(Beginning of Exercise input)

//! Filter and update evaluation for in-memory documents.
//!
//! Filters use the document store's own query dialect: field equality (an array field
//! matches when it contains the value), the comparison operators `$eq`, `$ne`, `$gt`,
//! `$gte`, `$lt`, `$lte`, `$in`, `$nin`, `$exists` and `$not`, and the logical operators
//! `$and`, `$or` and `$nor`. Field names may be dotted paths into embedded documents.

use bson::{Bson, Document, datetime::DateTime, oid::ObjectId};
use std::cmp::Ordering;

use docmodel_core::{
    error::{DocumentStoreError, DocumentStoreResult},
    scheme::ID_KEY,
};

/// Type-erased, comparable representation of BSON values.
///
/// Numeric types are normalized to f64.
#[derive(Debug)]
pub(crate) enum Comparable<'a> {
    Null,
    Bool(bool),
    Number(f64),
    DateTime(DateTime),
    ObjectId(ObjectId),
    String(&'a str),
    Array(Vec<Comparable<'a>>),
    /// Fields in stored order; embedded documents are equal only field by field.
    Map(Vec<(&'a str, Comparable<'a>)>),
}

impl<'a> From<&'a Bson> for Comparable<'a> {
    fn from(bson: &'a Bson) -> Self {
        match bson {
            Bson::Null => Comparable::Null,
            Bson::Boolean(value) => Comparable::Bool(*value),
            Bson::Int32(value) => Comparable::Number(*value as f64),
            Bson::Int64(value) => Comparable::Number(*value as f64),
            Bson::Double(value) => Comparable::Number(*value),
            Bson::DateTime(value) => Comparable::DateTime(*value),
            Bson::ObjectId(value) => Comparable::ObjectId(*value),
            Bson::String(value) => Comparable::String(value),
            Bson::Array(arr) => Comparable::Array(
                arr
                    .iter()
                    .map(Comparable::from)
                    .collect::<Vec<_>>()
            ),
            Bson::Document(doc) => Comparable::Map(
                doc
                    .iter()
                    .map(|(k, v)| (k.as_str(), Comparable::from(v)))
                    .collect::<Vec<_>>()
            ),
            _ => Comparable::Null,
        }
    }
}

impl<'a> PartialEq for Comparable<'a> {
    fn eq(&self, other: &Self) -> bool {
        match (self, other) {
            (Comparable::Null, Comparable::Null) => true,
            (Comparable::Bool(a), Comparable::Bool(b)) => a == b,
            (Comparable::Number(a), Comparable::Number(b)) => a == b,
            (Comparable::DateTime(a), Comparable::DateTime(b)) => a == b,
            (Comparable::ObjectId(a), Comparable::ObjectId(b)) => a == b,
            (Comparable::String(a), Comparable::String(b)) => a == b,
            (Comparable::Array(a), Comparable::Array(b)) => a == b,
            (Comparable::Map(a), Comparable::Map(b)) => a == b,
            _ => false,
        }
    }
}

impl<'a> PartialOrd for Comparable<'a> {
    fn partial_cmp(&self, other: &Self) -> Option<Ordering> {
        match (self, other) {
            (Comparable::Bool(a), Comparable::Bool(b)) => a.partial_cmp(b),
            (Comparable::Number(a), Comparable::Number(b)) => a.partial_cmp(b),
            (Comparable::DateTime(a), Comparable::DateTime(b)) => a.partial_cmp(b),
            (Comparable::ObjectId(a), Comparable::ObjectId(b)) => a.partial_cmp(b),
            (Comparable::String(a), Comparable::String(b)) => a.partial_cmp(b),
            _ => None,
        }
    }
}

fn unsupported(operator: &str) -> DocumentStoreError {
    DocumentStoreError::Backend(format!("unsupported operator {operator}"))
}

pub(crate) struct DocumentEvaluator<'a> {
    document: &'a Document,
}

impl<'a> DocumentEvaluator<'a> {
    pub fn new(document: &'a Document) -> Self {
        Self { document }
    }

    /// Returns `true` if the document satisfies every clause of `filter`.
    pub fn matches(&self, filter: &Document) -> DocumentStoreResult<bool> {
        for (key, condition) in filter {
            let matched = match key.as_str() {
                "$and" => self.all(key, condition)?,
                "$or" => self.any(key, condition)?,
                "$nor" => !self.any(key, condition)?,
                operator if operator.starts_with('$') => return Err(unsupported(operator)),
                path => self.field_matches(lookup(self.document, path), condition)?,
            };

            if !matched {
                return Ok(false);
            }
        }

        Ok(true)
    }

    fn all(&self, key: &str, condition: &Bson) -> DocumentStoreResult<bool> {
        for clause in self.clauses(key, condition)? {
            if !self.matches(clause)? {
                return Ok(false);
            }
        }

        Ok(true)
    }

    fn any(&self, key: &str, condition: &Bson) -> DocumentStoreResult<bool> {
        for clause in self.clauses(key, condition)? {
            if self.matches(clause)? {
                return Ok(true);
            }
        }

        Ok(false)
    }

    fn clauses<'c>(&self, key: &str, condition: &'c Bson) -> DocumentStoreResult<Vec<&'c Document>> {
        condition
            .as_array()
            .ok_or_else(|| DocumentStoreError::Backend(format!("{key} needs an array of filters")))?
            .iter()
            .map(|clause| {
                clause
                    .as_document()
                    .ok_or_else(|| DocumentStoreError::Backend(format!("{key} needs an array of filters")))
            })
            .collect()
    }

    fn field_matches(&self, value: Option<&Bson>, condition: &Bson) -> DocumentStoreResult<bool> {
        let operators = match condition {
            Bson::Document(operators) if is_operator_document(operators) => operators,
            _ => return Ok(equals(value, condition)),
        };

        for (operator, operand) in operators {
            let matched = match operator.as_str() {
                "$eq" => equals(value, operand),
                "$ne" => !equals(value, operand),
                "$gt" => compare(value, operand, |ordering| ordering == Ordering::Greater),
                "$gte" => compare(value, operand, |ordering| ordering != Ordering::Less),
                "$lt" => compare(value, operand, |ordering| ordering == Ordering::Less),
                "$lte" => compare(value, operand, |ordering| ordering != Ordering::Greater),
                "$in" => contains(value, operator, operand)?,
                "$nin" => !contains(value, operator, operand)?,
                "$exists" => value.is_some() == truthy(operand),
                "$not" => !self.field_matches(value, operand)?,
                operator => return Err(unsupported(operator)),
            };

            if !matched {
                return Ok(false);
            }
        }

        Ok(true)
    }
}

fn is_operator_document(document: &Document) -> bool {
    document
        .keys()
        .next()
        .is_some_and(|key| key.starts_with('$'))
}

/// Resolves a dotted path into embedded documents and arrays.
pub(crate) fn lookup<'a>(document: &'a Document, path: &str) -> Option<&'a Bson> {
    let mut segments = path.split('.');
    let mut current = document.get(segments.next()?)?;

    for segment in segments {
        current = match current {
            Bson::Document(document) => document.get(segment)?,
            Bson::Array(items) => items.get(segment.parse::<usize>().ok()?)?,
            _ => return None,
        };
    }

    Some(current)
}

fn equals(value: Option<&Bson>, target: &Bson) -> bool {
    let Some(value) = value else {
        return matches!(target, Bson::Null);
    };
    let target = Comparable::from(target);

    match value {
        Bson::Array(items) if !matches!(target, Comparable::Array(_)) => items
            .iter()
            .any(|item| Comparable::from(item) == target),
        value => Comparable::from(value) == target,
    }
}

fn compare(value: Option<&Bson>, operand: &Bson, accept: impl Fn(Ordering) -> bool) -> bool {
    let operand = Comparable::from(operand);
    let check = |item: &Bson| {
        Comparable::from(item)
            .partial_cmp(&operand)
            .is_some_and(&accept)
    };

    match value {
        Some(Bson::Array(items)) => items.iter().any(check),
        Some(value) => check(value),
        None => false,
    }
}

fn contains(value: Option<&Bson>, operator: &str, operand: &Bson) -> DocumentStoreResult<bool> {
    let candidates = operand
        .as_array()
        .ok_or_else(|| DocumentStoreError::Backend(format!("{operator} needs an array")))?;

    Ok(candidates
        .iter()
        .any(|candidate| equals(value, candidate)))
}

fn truthy(value: &Bson) -> bool {
    match value {
        Bson::Boolean(value) => *value,
        Bson::Int32(value) => *value != 0,
        Bson::Int64(value) => *value != 0,
        Bson::Null => false,
        _ => true,
    }
}

/// Applies `update` to `document` in place.
///
/// `$set` and `$unset` modify individual (possibly dotted) fields; an update without
/// operators replaces every field except the identifier.
pub(crate) fn apply_update(document: &mut Document, update: &Document) -> DocumentStoreResult<()> {
    if !is_operator_document(update) {
        let id = document.get(ID_KEY).cloned();
        document.clear();
        if let Some(id) = id {
            document.insert(ID_KEY, id);
        }
        for (key, value) in update {
            if key != ID_KEY {
                document.insert(key.clone(), value.clone());
            }
        }

        return Ok(());
    }

    for (operator, fields) in update {
        let fields = fields
            .as_document()
            .ok_or_else(|| DocumentStoreError::Backend(format!("{operator} needs a document")))?;

        for (path, value) in fields {
            if path == ID_KEY && document.get(ID_KEY) != Some(value) {
                return Err(DocumentStoreError::Backend(format!("field {ID_KEY} is immutable")));
            }

            match operator.as_str() {
                "$set" => set_path(document, path, value.clone())?,
                "$unset" => unset_path(document, path),
                operator => return Err(unsupported(operator)),
            }
        }
    }

    Ok(())
}

fn set_path(document: &mut Document, path: &str, value: Bson) -> DocumentStoreResult<()> {
    match path.split_once('.') {
        None => {
            document.insert(path, value);
            Ok(())
        }
        Some((head, rest)) => {
            let child = document
                .entry(head.to_string())
                .or_insert_with(|| Bson::Document(Document::new()));

            match child {
                Bson::Document(child) => set_path(child, rest, value),
                _ => Err(DocumentStoreError::Backend(format!("cannot set {rest} inside non-document field {head}"))),
            }
        }
    }
}

fn unset_path(document: &mut Document, path: &str) {
    match path.split_once('.') {
        None => {
            document.remove(path);
        }
        Some((head, rest)) => {
            if let Some(Bson::Document(child)) = document.get_mut(head) {
                unset_path(child, rest);
            }
        }
    }
}
//! In-memory storage implementation for document stores.
//!
//! Documents are kept per collection in insertion order behind an async-aware
//! read-write lock, so the natural order of a collection is the order documents were
//! inserted in.

use async_trait::async_trait;
use bson::{Bson, Document};
use futures::{StreamExt, stream};
use mea::{mutex::Mutex, rwlock::RwLock};
use std::{collections::HashMap, sync::Arc};
use tracing::debug;

use docmodel_core::{
    backend::{Connector, DocumentCursor, FindOptions, StoreBackend, StoreBackendBuilder},
    error::{DocumentStoreError, DocumentStoreResult},
    link::Link,
    scheme::ID_KEY,
};

use crate::evaluator::{DocumentEvaluator, apply_update};

type StoreMap = HashMap<String, Vec<Document>>;

/// Thread-safe in-memory document storage backend.
///
/// `InMemoryStore` is cloneable and uses an `Arc`-wrapped internal state, allowing
/// it to be safely shared across async tasks. Multiple clones of the same instance
/// share the same underlying data.
///
/// Finds scan every document of the collection; there is no indexing.
///
/// # Example
///
/// ```ignore
/// use docmodel_memory::InMemoryStore;
/// use docmodel::backend::{StoreBackend, FindOptions};
/// use bson::{doc, oid::ObjectId};
///
/// let store = InMemoryStore::new();
/// store.insert("Users", doc! { "_id": ObjectId::new(), "name": "Alice" }).await?;
///
/// let cursor = store.find("Users", doc! { "name": "Alice" }, FindOptions::default()).await?;
/// ```
#[derive(Default, Clone, Debug)]
pub struct InMemoryStore {
    store: Arc<RwLock<StoreMap>>,
}

impl InMemoryStore {
    /// Creates a new empty in-memory document store.
    pub fn new() -> Self {
        Self {
            store: Arc::new(RwLock::new(StoreMap::new())),
        }
    }

    /// Creates a builder for constructing an `InMemoryStore`.
    pub fn builder() -> InMemoryStoreBuilder {
        InMemoryStoreBuilder::default()
    }

    /// Returns the number of documents stored in `collection`.
    pub async fn count(&self, collection: &str) -> usize {
        self.store
            .read()
            .await
            .get(collection)
            .map_or(0, Vec::len)
    }
}

fn matching(documents: &[Document], filter: &Document) -> DocumentStoreResult<Vec<bool>> {
    documents
        .iter()
        .map(|document| DocumentEvaluator::new(document).matches(filter))
        .collect()
}

#[async_trait]
impl StoreBackend for InMemoryStore {
    async fn find(
        &self,
        collection: &str,
        filter: Document,
        options: FindOptions,
    ) -> DocumentStoreResult<DocumentCursor> {
        let store = self.store.read().await;
        let documents = match store.get(collection) {
            Some(documents) => documents,
            None => return Ok(stream::empty().boxed()),
        };

        let mut found = Vec::new();
        for document in documents {
            if DocumentEvaluator::new(document).matches(&filter)? {
                found.push(document.clone());
            }
        }

        let found = found
            .into_iter()
            .skip(options.skip.unwrap_or(0))
            .take(options.limit.unwrap_or(usize::MAX))
            .map(Ok)
            .collect::<Vec<_>>();
        debug!(collection, found = found.len(), "scanned collection");

        Ok(stream::iter(found).boxed())
    }

    async fn insert(&self, collection: &str, document: Document) -> DocumentStoreResult<()> {
        let id = document
            .get(ID_KEY)
            .cloned()
            .ok_or_else(|| DocumentStoreError::Validation(format!("document has no {ID_KEY}")))?;

        let mut store = self.store.write().await;
        let documents = store
            .entry(collection.to_string())
            .or_default();

        if documents.iter().any(|existing| existing.get(ID_KEY) == Some(&id)) {
            return Err(DocumentStoreError::DocumentAlreadyExists(display_id(&id), collection.to_string()));
        }
        documents.push(document);

        Ok(())
    }

    async fn find_and_modify(
        &self,
        collection: &str,
        filter: Document,
        update: Document,
    ) -> DocumentStoreResult<Option<Document>> {
        let mut store = self.store.write().await;
        let Some(documents) = store.get_mut(collection) else {
            return Ok(None);
        };

        for document in documents.iter_mut() {
            if DocumentEvaluator::new(document).matches(&filter)? {
                let mut modified = document.clone();
                apply_update(&mut modified, &update)?;
                *document = modified.clone();

                return Ok(Some(modified));
            }
        }

        Ok(None)
    }

    async fn remove_all(&self, collection: &str, filter: Document) -> DocumentStoreResult<u64> {
        let mut store = self.store.write().await;
        let Some(documents) = store.get_mut(collection) else {
            return Ok(0);
        };

        let mut remove = matching(documents, &filter)?.into_iter();
        let before = documents.len();
        documents.retain(|_| !remove.next().unwrap_or(false));

        Ok((before - documents.len()) as u64)
    }
}

fn display_id(id: &Bson) -> String {
    match id {
        Bson::ObjectId(id) => id.to_hex(),
        other => other.to_string(),
    }
}

/// Builder for constructing [`InMemoryStore`] instances.
#[derive(Default)]
pub struct InMemoryStoreBuilder;

#[async_trait]
impl StoreBackendBuilder for InMemoryStoreBuilder {
    type Backend = InMemoryStore;

    /// Builds and returns a new [`InMemoryStore`] instance.
    ///
    /// This always succeeds and returns a freshly initialized store.
    async fn build(self) -> DocumentStoreResult<Self::Backend> {
        Ok(InMemoryStore::new())
    }
}

/// Opens in-memory sessions for named connections.
///
/// Links naming the same database share one store; the connection string is ignored.
pub struct InMemoryConnector {
    databases: Mutex<HashMap<String, InMemoryStore>>,
}

impl InMemoryConnector {
    pub fn new() -> Self {
        Self {
            databases: Mutex::new(HashMap::new()),
        }
    }
}

impl Default for InMemoryConnector {
    fn default() -> Self {
        Self::new()
    }
}

#[async_trait]
impl Connector for InMemoryConnector {
    type Backend = InMemoryStore;

    async fn connect(&self, link: &Link) -> DocumentStoreResult<Self::Backend> {
        Ok(self
            .databases
            .lock()
            .await
            .entry(link.db_name.clone())
            .or_default()
            .clone())
    }
}

#[cfg(test)]
mod tests {
    use super::*;
    use bson::{doc, oid::ObjectId};
    use futures::TryStreamExt;

    async fn names(store: &InMemoryStore, filter: Document, options: FindOptions) -> Vec<String> {
        store
            .find("People", filter, options)
            .await
            .unwrap()
            .try_collect::<Vec<_>>()
            .await
            .unwrap()
            .into_iter()
            .map(|document| document.get_str("name").unwrap().to_string())
            .collect()
    }

    async fn seeded() -> InMemoryStore {
        let store = InMemoryStore::new();
        for (name, age) in [("Alice", 31), ("Bob", 25), ("Carol", 40)] {
            store
                .insert("People", doc! { "_id": ObjectId::new(), "name": name, "age": age })
                .await
                .unwrap();
        }

        store
    }

    #[tokio::test]
    async fn find_keeps_insertion_order_and_pages() {
        let store = seeded().await;

        assert_eq!(names(&store, doc! {}, FindOptions::default()).await, ["Alice", "Bob", "Carol"]);
        assert_eq!(
            names(&store, doc! {}, FindOptions { skip: Some(1), limit: Some(1) }).await,
            ["Bob"],
        );
        assert_eq!(
            names(&store, doc! { "age": { "$gte": 31 } }, FindOptions::default()).await,
            ["Alice", "Carol"],
        );
    }

    #[tokio::test]
    async fn missing_collection_is_empty() {
        let store = InMemoryStore::new();

        assert!(names(&store, doc! {}, FindOptions::default()).await.is_empty());
        assert_eq!(store.remove_all("People", doc! {}).await.unwrap(), 0);
    }

    #[tokio::test]
    async fn duplicate_identifier_is_rejected() {
        let store = InMemoryStore::new();
        let id = ObjectId::new();
        store.insert("People", doc! { "_id": id }).await.unwrap();

        let result = store.insert("People", doc! { "_id": id }).await;

        assert!(matches!(result, Err(DocumentStoreError::DocumentAlreadyExists(..))));
    }

    #[tokio::test]
    async fn find_and_modify_changes_first_match_only() {
        let store = seeded().await;

        let modified = store
            .find_and_modify("People", doc! { "age": { "$gt": 30 } }, doc! { "$set": { "vip": true } })
            .await
            .unwrap()
            .unwrap();

        assert_eq!(modified.get_str("name").unwrap(), "Alice");
        assert_eq!(names(&store, doc! { "vip": true }, FindOptions::default()).await, ["Alice"]);
        assert!(
            store
                .find_and_modify("People", doc! { "name": "Dave" }, doc! { "$set": { "vip": true } })
                .await
                .unwrap()
                .is_none()
        );
    }

    #[tokio::test]
    async fn remove_all_reports_count() {
        let store = seeded().await;

        assert_eq!(store.remove_all("People", doc! { "age": { "$lt": 35 } }).await.unwrap(), 2);
        assert_eq!(names(&store, doc! {}, FindOptions::default()).await, ["Carol"]);
    }

    #[tokio::test]
    async fn connector_shares_store_per_database() {
        let connector = InMemoryConnector::new();
        let link = |db: &str| Link { spec: "memory://".into(), db_name: db.into(), default: false };

        let first = connector.connect(&link("app")).await.unwrap();
        let second = connector.connect(&link("app")).await.unwrap();
        let other = connector.connect(&link("audit")).await.unwrap();
        first.insert("People", doc! { "_id": ObjectId::new() }).await.unwrap();

        assert_eq!(second.count("People").await, 1);
        assert_eq!(other.count("People").await, 0);
    }
}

(End of Exercise input)

Every line above that holds the word "crate" needs to be copied.

pub(crate) enum Comparable<'a> {
pub(crate) struct DocumentEvaluator<'a> {
pub(crate) fn lookup<'a>(document: &'a Document, path: &str) -> Option<&'a Bson> {
pub(crate) fn apply_update(document: &mut Document, update: &Document) -> DocumentStoreResult<()> {
use crate::evaluator::{DocumentEvaluator, apply_update};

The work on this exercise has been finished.